> _Required work_:
Copy every line below that has the word "redraws" in it.

*** Opening of Raw data ***

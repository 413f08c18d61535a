use std::fmt;

use crate::errors::{LineError, SizeError};
use crate::size::parse_size;

/// One ranked entry: a name, the size text it arrived with, and that size in bytes.
///
/// `display_size` is kept verbatim so the listing shows exactly what the upstream
/// tool printed. `magnitude` is the only thing ordering looks at.
#[derive(Debug, Clone, PartialEq)]
pub struct Record {
    pub label: String,
    pub display_size: String,
    pub magnitude: f64,
}

impl Record {
    /// Builds a record from a size field and a label.
    ///
    /// A record is produced even when the size does not parse: its magnitude is
    /// then zero and the parse error is handed back for the caller to report.
    ///
    /// # Examples
    ///
    /// ```
    /// use ferris_dusort::record::Record;
    ///
    /// let (record, err) = Record::from_fields("4.0K", "src");
    /// assert_eq!(record.magnitude, 4096.0);
    /// assert!(err.is_none());
    ///
    /// let (record, err) = Record::from_fields("abcK", "broken");
    /// assert_eq!(record.magnitude, 0.0);
    /// assert_eq!(record.display_size, "abcK");
    /// assert!(err.is_some());
    /// ```
    pub fn from_fields(size: &str, label: &str) -> (Record, Option<SizeError>) {
        let (magnitude, error) = match parse_size(size) {
            Ok(magnitude) => (magnitude, None),
            Err(e) => (0.0, Some(e)),
        };
        let record = Record {
            label: label.to_string(),
            display_size: size.to_string(),
            magnitude,
        };
        (record, error)
    }
}

impl fmt::Display for Record {
    /// Formats the record the way it is listed: `<size><tab><label>`.
    fn fmt(&self, f: &mut fmt::Formatter<'_>) -> fmt::Result {
        write!(f, "{}\t{}", self.display_size, self.label)
    }
}

/// Splits one input line into a record.
///
/// The line is split at the first `delimiter`; everything after it is the label,
/// so names that themselves contain the delimiter survive intact. A trailing
/// `\r` is dropped.
///
/// # Errors
///
/// Returns a [`LineError`] for blank lines and lines without the delimiter. A
/// size that fails to parse is not an error here; it comes back alongside the record.
///
/// # Examples
///
/// ```
/// use ferris_dusort::record::parse_line;
///
/// let (record, _) = parse_line("1.0M\tdocs", '\t').unwrap();
/// assert_eq!(record.label, "docs");
/// assert_eq!(record.to_string(), "1.0M\tdocs");
///
/// assert!(parse_line("no delimiter here", '\t').is_err());
/// ```
pub fn parse_line(line: &str, delimiter: char) -> Result<(Record, Option<SizeError>), LineError> {
    let line = line.strip_suffix('\r').unwrap_or(line);
    if line.trim().is_empty() {
        return Err(LineError::Empty);
    }

    let (size, label) = line
        .split_once(delimiter)
        .ok_or_else(|| LineError::MissingDelimiter {
            delimiter,
            line: line.to_string(),
        })?;

    Ok(Record::from_fields(size, label))
}
use std::process;

use clap::Parser;
use ferris_dusort::args::Args;
use ferris_dusort::config::Config;

fn main() {
    let args = Args::parse();

    // bind arguments to a Config struct
    let config = Config::build(&args).unwrap_or_else(|err| {
        eprintln!("Could not parse arguments: {err}");
        process::exit(1);
    });

    if let Err(e) = config.init_logging() {
        eprintln!("Fatal Error: {e}");
        process::exit(1);
    }

    // begin program using Config
    if let Err(e) = ferris_dusort::run(config) {
        eprintln!("Fatal Error: {e}");
        process::exit(1);
    }
}
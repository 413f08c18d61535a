use clap::Parser;
use std::path::PathBuf;

#[derive(Parser, Debug)]
#[command(author, version, about, long_about = None)]
pub struct Args {
    /// (optional) Character separating the size from the name, defaults to a tab
    #[arg(short = 'd', long = "delimiter", default_value_t = '\t')]
    pub delimiter: char,

    /// (optional) Path to a file receiving diagnostics instead of stderr
    #[arg(short = 'l', long = "log-file")]
    pub log_file: Option<PathBuf>,

    #[arg(short, long)]
    pub verbose: bool,
}
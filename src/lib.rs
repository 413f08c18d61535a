//! Live ranking of piped size listings.
//!
//! Reads `size<tab>name` lines such as the output of `du -sh *`, keeps them
//! sorted by size as they arrive and redraws the ranked listing after each one.
//!
//! # Modules
//!
//! - [`size`] and [`record`] turn input lines into records.
//! - [`ranked`] holds the incrementally sorted sequence.
//! - [`coordinator`] serializes insertions with redraws.
//! - [`render`], [`traits`] and [`terminal`] paint the listing.
//! - [`input`] checks stdin and produces records.
pub mod args;
pub mod config;
pub mod coordinator;
pub mod errors;
pub mod input;
pub mod ranked;
pub mod record;
pub mod render;
pub mod size;
pub mod terminal;
pub mod traits;


use std::sync::Arc;
use std::thread;

use crossterm::event::{self, Event};

use crate::config::Config;
use crate::coordinator::Coordinator;
use crate::errors::ViewerError;
use crate::terminal::{is_quit_key, TerminalGuard, TerminalSurface};
use crate::traits::Surface;

/// Runs the viewer until the user presses `q` or Esc.
///
/// Refuses to start unless stdin is piped. The reader and the renderer run on
/// background threads; this thread only polls the keyboard, redrawing on resize.
/// Returning does not wait for the background threads.
pub fn run(config: Config) -> Result<(), ViewerError> {
    if !input::stdin_is_piped() {
        return Err(ViewerError::NotPiped);
    }

    let _guard = TerminalGuard::enter()?;
    let coordinator = Arc::new(Coordinator::new(TerminalSurface::new()));

    let (sender, receiver) = crossbeam_channel::bounded(0);
    input::spawn_reader(config.delimiter, sender)?;

    let consumer = Arc::clone(&coordinator);
    thread::Builder::new()
        .name("render".to_string())
        .spawn(move || consumer.consume(receiver))?;

    let result = poll_keys(&coordinator);
    // no frame may land after the guard leaves the alternate screen
    coordinator.halt();
    result
}

/// Blocks on terminal events until a quit key, redrawing on resize.
fn poll_keys<S: Surface>(coordinator: &Coordinator<S>) -> Result<(), ViewerError> {
    loop {
        match event::read()? {
            Event::Key(key) if is_quit_key(&key) => {
                log::debug!("Quit requested");
                return Ok(());
            }
            Event::Resize(cols, rows) => {
                log::debug!("Terminal resized to {}x{}", cols, rows);
                if let Err(e) = coordinator.redraw() {
                    log::warn!("Error redrawing after resize: {}", e);
                }
            }
            _ => {}
        }
    }
}
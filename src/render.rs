use std::io;

use unicode_width::UnicodeWidthChar;

use crate::record::Record;
use crate::traits::Surface;

pub const WAITING_LABEL: &str = "Waiting input...";
pub const FINISHED_LABEL: &str = "Finished";

/// Column multiple that tabs advance to when rows are laid out.
pub const TAB_WIDTH: usize = 8;

/// Returns the status line shown above the listing.
pub fn status_label(finished: bool) -> &'static str {
    if finished {
        FINISHED_LABEL
    } else {
        WAITING_LABEL
    }
}

/// Lays out the listing as the rows of a `cols` x `rows` grid.
///
/// Row 0 carries the status label and each following row one record, formatted as
/// `<size><tab><label>`. Records that do not fit below the status line are left out
/// and every row is clipped to `cols` characters after tab expansion.
///
/// # Examples
///
/// ```
/// use ferris_dusort::record::Record;
/// use ferris_dusort::render::format_rows;
///
/// let (record, _) = Record::from_fields("1.0M", "fileB");
/// let rows = format_rows([&record], true, 80, 24);
/// assert_eq!(rows, ["Finished", "1.0M    fileB"]);
///
/// let rows = format_rows(Vec::<&Record>::new(), false, 10, 1);
/// assert_eq!(rows, ["Waiting in"]);
/// ```
pub fn format_rows<'a, I>(entries: I, finished: bool, cols: usize, rows: usize) -> Vec<String>
where
    I: IntoIterator<Item = &'a Record>,
{
    let mut lines = Vec::with_capacity(rows);
    if rows == 0 {
        return lines;
    }

    lines.push(layout_row(status_label(finished), cols));
    lines.extend(
        entries
            .into_iter()
            .take(rows - 1)
            .map(|record| layout_row(&record.to_string(), cols)),
    );
    lines
}

/// Expands tabs, masks other control characters and clips the result to `cols`
/// terminal columns.
///
/// Widths come from the Unicode East Asian Width tables, so a double-width glyph
/// counts as two columns and is dropped whole when only one column is left.
fn layout_row(text: &str, cols: usize) -> String {
    let mut row = String::with_capacity(cols.min(text.len() + TAB_WIDTH));
    let mut width = 0;

    for c in text.chars() {
        if width >= cols {
            break;
        }
        if c == '\t' {
            let stop = (width / TAB_WIDTH + 1) * TAB_WIDTH;
            while width < stop.min(cols) {
                row.push(' ');
                width += 1;
            }
            continue;
        }

        let (glyph, glyph_width) = if c.is_control() {
            ('?', 1)
        } else {
            (c, c.width().unwrap_or(0))
        };
        if width + glyph_width > cols {
            break;
        }
        row.push(glyph);
        width += glyph_width;
    }
    row
}

/// Repaints `surface` with the given records, then flushes.
///
/// Every row is overwritten in place and only the rows below the last one drawn
/// are blanked, so the screen is never cleared as a whole between frames.
/// Drawing reads nothing but its arguments and the surface size, so painting the
/// same records twice yields the same grid.
pub fn draw<'a, S, I>(surface: &mut S, entries: I, finished: bool) -> io::Result<()>
where
    S: Surface + ?Sized,
    I: IntoIterator<Item = &'a Record>,
{
    let (cols, rows) = surface.size();
    let lines = format_rows(entries, finished, cols as usize, rows as usize);

    for (row, line) in lines.iter().enumerate() {
        surface.put_line(row as u16, line)?;
    }
    if lines.len() < rows as usize {
        surface.clear_from(lines.len() as u16)?;
    }
    surface.flush()
}
use std::io;

/// A bounded grid of text rows that the listing is painted onto.
///
/// The terminal implements this with crossterm; tests use an in-memory grid.
/// Callers are expected to clip rows to [`Surface::size`] before handing them over.
///
/// # Examples
///
/// ```
/// use ferris_dusort::traits::Surface;
/// use std::io;
///
/// struct Lines {
///     rows: Vec<String>,
/// }
///
/// impl Surface for Lines {
///     fn size(&self) -> (u16, u16) {
///         (80, 24)
///     }
///
///     fn clear_from(&mut self, row: u16) -> io::Result<()> {
///         self.rows.truncate(row as usize);
///         Ok(())
///     }
///
///     fn put_line(&mut self, row: u16, text: &str) -> io::Result<()> {
///         let row = row as usize;
///         if self.rows.len() <= row {
///             self.rows.resize(row + 1, String::new());
///         }
///         self.rows[row] = text.to_string();
///         Ok(())
///     }
///
///     fn flush(&mut self) -> io::Result<()> {
///         Ok(())
///     }
/// }
///
/// let mut lines = Lines { rows: Vec::new() };
/// lines.put_line(0, "Waiting input...").unwrap();
/// lines.put_line(1, "4.0K\tsrc").unwrap();
/// lines.put_line(0, "Finished").unwrap();
/// lines.clear_from(1).unwrap();
/// assert_eq!(lines.rows, ["Finished"]);
/// ```
pub trait Surface {
    /// Returns the grid dimensions as `(columns, rows)`.
    fn size(&self) -> (u16, u16);

    /// Blanks `row` and every row below it.
    fn clear_from(&mut self, row: u16) -> io::Result<()>;

    /// Replaces the contents of `row` with `text`, blanking whatever followed it.
    fn put_line(&mut self, row: u16, text: &str) -> io::Result<()>;

    /// Makes everything written since the last flush visible.
    fn flush(&mut self) -> io::Result<()>;
}
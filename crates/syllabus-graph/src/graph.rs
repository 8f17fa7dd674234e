//! Subject graph construction.
//!
//! Edges point from a prerequisite to the topic that depends on it, so a
//! node's in-degree is the number of prerequisites it lists.

use std::collections::HashMap;
use std::fmt;

use petgraph::algo::has_path_connecting;
use petgraph::graph::{DiGraph, NodeIndex};
use petgraph::visit::EdgeRef;
use petgraph::Direction;
use serde::Serialize;

use syllabus_core::{Topic, TopicId};

/// A node in the subject graph.
#[derive(Debug, Clone, Eq, PartialEq, Hash)]
pub struct TopicNode {
    pub id: TopicId,
    pub name: String,
}

impl TopicNode {
    /// Deterministic ordering key: name first, id breaks ties.
    pub fn key(&self) -> (&str, TopicId) {
        (self.name.as_str(), self.id)
    }
}

impl fmt::Display for TopicNode {
    fn fmt(&self, f: &mut fmt::Formatter<'_>) -> fmt::Result {
        write!(f, "{} ({})", self.name, self.id)
    }
}

/// A prerequisite id that names no topic in the snapshot.
#[derive(Debug, Clone, PartialEq, Eq, Serialize)]
#[serde(rename_all = "camelCase")]
pub struct DanglingPrerequisite {
    pub topic: TopicId,
    pub topic_name: String,
    pub prerequisite: TopicId,
}

impl fmt::Display for DanglingPrerequisite {
    fn fmt(&self, f: &mut fmt::Formatter<'_>) -> fmt::Result {
        write!(
            f,
            "prerequisite {} of '{}' does not exist",
            self.prerequisite, self.topic_name
        )
    }
}

/// One owner's topics and prerequisite edges, backed by petgraph.
#[derive(Debug, Clone, Default)]
pub struct SubjectGraph {
    graph: DiGraph<TopicNode, ()>,
    index: HashMap<TopicId, NodeIndex>,
    dangling: Vec<DanglingPrerequisite>,
}

impl SubjectGraph {
    /// Build the graph from a complete snapshot of one owner's topics.
    ///
    /// Prerequisites that reference no topic in `topics` are left out of the
    /// graph and recorded in [`SubjectGraph::dangling`]. A prerequisite
    /// listed twice counts once.
    pub fn build(topics: &[Topic]) -> Self {
        let mut graph = DiGraph::with_capacity(topics.len(), topics.len());
        let mut index = HashMap::with_capacity(topics.len());

        for topic in topics {
            let idx = graph.add_node(TopicNode {
                id: topic.id,
                name: topic.name.clone(),
            });
            index.insert(topic.id, idx);
        }

        let mut built = Self {
            graph,
            index,
            dangling: Vec::new(),
        };

        for topic in topics {
            let dependent = built.index[&topic.id];
            for prerequisite in &topic.prerequisites {
                match built.index.get(prerequisite) {
                    Some(&from) => built.add_edge(from, dependent),
                    None => {
                        tracing::warn!(
                            topic = %topic.id,
                            name = %topic.name,
                            prerequisite = %prerequisite,
                            "prerequisite does not name an existing topic, ignoring edge"
                        );
                        built.dangling.push(DanglingPrerequisite {
                            topic: topic.id,
                            topic_name: topic.name.clone(),
                            prerequisite: *prerequisite,
                        });
                    }
                }
            }
        }

        tracing::debug!(
            nodes = built.graph.node_count(),
            edges = built.graph.edge_count(),
            dangling = built.dangling.len(),
            "built subject graph"
        );
        built
    }

    fn add_edge(&mut self, from: NodeIndex, to: NodeIndex) {
        if !self.graph.edges(from).any(|e| e.target() == to) {
            self.graph.add_edge(from, to, ());
        }
    }

    pub fn len(&self) -> usize {
        self.graph.node_count()
    }

    pub fn is_empty(&self) -> bool {
        self.len() == 0
    }

    pub fn edge_count(&self) -> usize {
        self.graph.edge_count()
    }

    pub fn contains(&self, id: &TopicId) -> bool {
        self.index.contains_key(id)
    }

    /// Look up a node index by topic id.
    pub fn find(&self, id: &TopicId) -> Option<NodeIndex> {
        self.index.get(id).copied()
    }

    pub fn node(&self, idx: NodeIndex) -> &TopicNode {
        &self.graph[idx]
    }

    /// All node indices, in snapshot order.
    pub fn node_indices(&self) -> impl Iterator<Item = NodeIndex> + '_ {
        self.graph.node_indices()
    }

    /// Topics that list `idx` as a prerequisite.
    pub fn dependents(&self, idx: NodeIndex) -> impl Iterator<Item = NodeIndex> + '_ {
        self.graph
            .edges_directed(idx, Direction::Outgoing)
            .map(|e| e.target())
    }

    /// Topics listed as prerequisites of `idx` that exist in the graph.
    pub fn prerequisites(&self, idx: NodeIndex) -> impl Iterator<Item = NodeIndex> + '_ {
        self.graph
            .edges_directed(idx, Direction::Incoming)
            .map(|e| e.source())
    }

    /// Number of resolved prerequisites of `idx`.
    pub fn in_degree(&self, idx: NodeIndex) -> usize {
        self.graph
            .edges_directed(idx, Direction::Incoming)
            .count()
    }

    /// Adjacency by id: each topic maps to the topics depending on it,
    /// sorted by name then id.
    pub fn adjacency(&self) -> HashMap<TopicId, Vec<TopicId>> {
        self.graph
            .node_indices()
            .map(|idx| {
                let mut dependents: Vec<&TopicNode> =
                    self.dependents(idx).map(|d| &self.graph[d]).collect();
                dependents.sort_by(|a, b| a.key().cmp(&b.key()));
                (
                    self.graph[idx].id,
                    dependents.into_iter().map(|d| d.id).collect(),
                )
            })
            .collect()
    }

    /// In-degree by id.
    pub fn in_degrees(&self) -> HashMap<TopicId, usize> {
        self.graph
            .node_indices()
            .map(|idx| (self.graph[idx].id, self.in_degree(idx)))
            .collect()
    }

    /// Prerequisite references that were dropped while building.
    pub fn dangling(&self) -> &[DanglingPrerequisite] {
        &self.dangling
    }

    /// Whether `dependent` is reachable from `prerequisite` by following
    /// prerequisite edges forward, i.e. `dependent` (transitively) requires it.
    pub fn depends_on(&self, dependent: &TopicId, prerequisite: &TopicId) -> bool {
        match (self.find(prerequisite), self.find(dependent)) {
            (Some(from), Some(to)) => has_path_connecting(&self.graph, from, to, None),
            _ => false,
        }
    }

    pub(crate) fn inner(&self) -> &DiGraph<TopicNode, ()> {
        &self.graph
    }
}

*** Close of Raw data ***

> _Your response_:
//! sorted by size as they arrive and redraws the ranked listing after each one.
//! - [`coordinator`] serializes insertions with redraws.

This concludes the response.